Palestinian minister resigns

Published May 15, 2007

GAZA CITY, May 14: Interior minister Hani al-Qawasmeh resigned from the Palestinian unity government on Monday amid the deadliest factional fighting in two months in a major blow to the fledgling administration.

Four people were killed in clashes between loyalists of president Mahmud Abbas's secular Fatah faction and prime minister Ismail Haniya's Islamist Hamas movement as a ceasefire announced late on Sunday failed to take hold.

Qawasmeh, an independent whose appointment was the subject of marathon talks between the two coalition partners, charged he had not been granted adequate authority and accused the government of not taking security seriously.

“I resigned from my position because I am not willing to be a purely decorative interior minister without authority,” he told a news conference.

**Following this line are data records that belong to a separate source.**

//! Error types for filter attachment, enumeration and teardown.

use crate::{DriverId, NodeId, Status};

/// Filter error type with contextual variants.
///
/// Every variant names the node, driver or operation involved. Uses
/// `#[non_exhaustive]` for forward compatibility.
///
/// A missing fast-path capability is *not* an error: fast-path handlers
/// answer `false` and the host falls back to the request path.
///
/// # Examples
///
/// ```rust
/// use stackfilter::{FilterError, NodeId};
///
/// let err = FilterError::AttachFailed { target: NodeId(7), attempts: 8 };
/// assert_eq!(err.to_string(), "attach to node#7 failed after 8 attempts");
/// ```
#[non_exhaustive]
#[derive(Debug, Clone, PartialEq, Eq, thiserror::Error)]
pub enum FilterError {
    // Attachment Errors
    /// Chain insertion kept failing until the retry bound was exhausted.
    #[error("attach to {target} failed after {attempts} attempts")]
    AttachFailed {
        /// The node we tried to attach above.
        target: NodeId,
        /// Number of insertion attempts made.
        attempts: u32,
    },

    /// The target is still initializing; insertion may succeed later.
    #[error("{target} is still initializing")]
    TargetInitializing {
        /// The node that is not ready yet.
        target: NodeId,
    },

    /// The node is already part of a stack.
    #[error("{node} is already attached above {target}")]
    AlreadyAttached {
        /// The node that was asked to attach.
        node: NodeId,
        /// The node it is already attached to.
        target: NodeId,
    },

    // Lookup Errors
    /// The host could not list the objects of a driver.
    #[error("enumeration of {driver} failed: {reason}")]
    EnumerationFailed {
        /// The driver whose objects were being listed.
        driver: DriverId,
        /// Host-provided reason.
        reason: String,
    },

    /// The node does not exist (or was already released).
    #[error("node not found: {node}")]
    NodeNotFound {
        /// The missing node.
        node: NodeId,
    },

    /// The driver is not registered with the host.
    #[error("driver not found: {driver}")]
    DriverNotFound {
        /// The missing driver.
        driver: DriverId,
    },

    /// A driver with the same identity is already registered.
    #[error("driver already registered: {driver}")]
    DriverAlreadyRegistered {
        /// The duplicate identity.
        driver: DriverId,
    },

    // Lifecycle Errors
    /// The filter is draining or released and no longer accepts attachments.
    #[error("filter is not active (state: {state})")]
    NotActive {
        /// The state the filter was in.
        state: &'static str,
    },

    /// The operation has no handler on this node.
    #[error("{operation}: invalid parameter")]
    InvalidParameter {
        /// The operation that was rejected.
        operation: &'static str,
    },

    /// Invalid configuration.
    #[error("invalid configuration: {0}")]
    Config(String),

    /// Generic host failure.
    #[error("host error: {0}")]
    Host(String),
}

impl FilterError {
    /// Returns `true` for failures that may go away if the operation is retried.
    #[inline]
    pub fn is_transient(&self) -> bool {
        matches!(self, FilterError::TargetInitializing { .. })
    }
}

impl From<&FilterError> for Status {
    fn from(error: &FilterError) -> Self {
        match error {
            FilterError::InvalidParameter { .. } | FilterError::NodeNotFound { .. } => {
                Status::InvalidParameter
            }
            FilterError::DriverNotFound { .. } => Status::InvalidDeviceRequest,
            _ => Status::Unsuccessful,
        }
    }
}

“I reached the conclusion the whole (security) situation is not being dealt with seriously... The combined force that has been agreed are opposing forces that are fighting as we speak,” he said.

The Palestinian government took office on March 17 following a landmark power-sharing deal between Fatah and Hamas, and was created precisely to end similar infighting that killed 100 Palestinians in the two preceding months.

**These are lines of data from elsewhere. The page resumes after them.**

impl FastIoTable {
    /// Width of one slot.
    pub const SLOT_WIDTH: usize = size_of::<usize>();

    /// Number of slots in the current layout, reserved ones included.
    pub const SLOT_COUNT: usize = 27;

    /// Size of the header preceding slot 0.
    pub const HEADER_SIZE: usize = Self::SLOT_WIDTH;

    /// Size of a table of the current layout.
    pub const FULL_SIZE: usize = Self::size_for_slots(Self::SLOT_COUNT);

    /// Declared size of a table that reaches exactly `slots` slots.
    #[inline]
    pub const fn size_for_slots(slots: usize) -> usize {
        Self::HEADER_SIZE + slots * Self::SLOT_WIDTH
    }

    /// Byte offset of the slot for `kind`.
    #[inline]
    pub const fn slot_offset(kind: FastIoKind) -> usize {
        Self::HEADER_SIZE + kind.slot() * Self::SLOT_WIDTH
    }

    /// A table of the current layout.
    pub const fn full(supported: FastIoSet) -> Self {
        Self {
            size_of_table: Self::FULL_SIZE,
            supported,
        }
    }

    /// A table that declares `size_of_table` bytes.
    pub const fn with_declared_size(supported: FastIoSet, size_of_table: usize) -> Self {
        Self {
            size_of_table,
            supported,
        }
    }

    /// Returns `true` if the declared size reaches the slot for `kind`.
    #[inline]
    pub const fn covers(&self, kind: FastIoKind) -> bool {
        self.size_of_table >= Self::slot_offset(kind) + Self::SLOT_WIDTH
    }

    /// Safe probe: may the handler for `kind` in `table` be called?
    pub fn handler_valid(table: Option<&FastIoTable>, kind: FastIoKind) -> bool {
        match table {
            Some(table) => table.covers(kind) && table.supported.supports(kind),
            None => false,
        }
    }
}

“The government decided today to deploy immediately security forces under control of the joint operation room and under the control of prime minister Ismail Haniya,” information minister Mustafa Barghuti told a news conference.

Adopting unusually strong language in vowing to tackle the security chaos endemic in the lawless territory, Barghuti added: “We will not let Gaza become a new Somalia. We will attack the security mess and beat it inside its home.” Haniya urged Palestinians to protect the power-sharing agreement reached in Saudi Arabia and called Fatah and Hamas representatives to a meeting at his office later on Monday.